1. TERMINATION OF UNDERWRITING AGREEMENT WITH AU MINING AND MR JACOB DEYSEL

The Company confirms that it entered into a deed with Au Mining Limited (BVI company number 1605835) ( Au Mining ) on 6 December 2022 to terminate the underwriting agreement between MRC and Au Mining dated 30 September 2022 with no additional obligations or liabilities to either party.

The Company confirms that it also entered into a deed with Mr Jacob Deysel on 2 December 2022 to terminate the underwriting agreement between MRC and Mr Deysel dated 30 September 2022 with no additional obligations or liabilities to either party.

2. MANAGEMENT OF CONFLICTS OF INTEREST AND ADDITIONAL INFORMATION

Mr Guy Walker is a non-executive director of MRC (having been nominated by Au Mining to be elected to the board of MRC) and the sole company secretary of Au Mining. He does not have any legal or beneficial interest in any securities in either MRC or Au Mining (other than 1,100,000 unvested MRC performance rights). Any potential conflict of interest of Mr Walker in relation to Mr Walker’s role as company secretary of Au Mining, as a director of MRC or as an underwriter of the Rights Issue will be appropriately disclosed and managed.

The Offer is partially underwritten by non-executive director Guy Walker ( Underwriter ), for an amount of up to $100,000 ( Underwriting ) pursuant to an underwriting agreement between the Company and Mr Walker (refer section 11 for further information).

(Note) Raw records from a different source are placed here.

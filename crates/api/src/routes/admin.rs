use axum::routing::post;
use axum::Router;

use crate::handlers::account;
use crate::state::AppState;

/// Routes mounted at `/admin` (service role only).
///
/// ```text
/// POST /accounts/delete  -> delete_account_as_service
/// ```
pub fn router() -> Router<AppState> {
    Router::new().route("/accounts/delete", post(account::delete_account_as_service))
}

Mr Walker has declared his interests as company secretary of Au Mining, as a director of MRC and as an underwriter of the Offer.

The Company will not involve Mr Walker in any MRC Board deliberations or voting regarding the allocation of any Shortfall Shares.

3. AU MINING INFORMATION

3.1 Directors and ultimate beneficial owners

Au Mining is a wholly-owned subsidiary of Montoya Investments Ltd, a company incorporated under the laws of the British Virgin Islands. Montoya Investments Ltd is wholly-owned by Mr Graham Edwards.

Mr Graham Edwards is the sole director and ultimate beneficial owner of Au Mining. Mr Edwards is a resident of the United Kingdom and executive chairman of Telereal Trillium, a property investment business. Mr Guy Walker is the sole company secretary of Au Mining.

3.2 Description of business of Au Mining

Au Mining is a private investment company incorporated under the laws of the British Virgin Islands, with investments in the resources sector.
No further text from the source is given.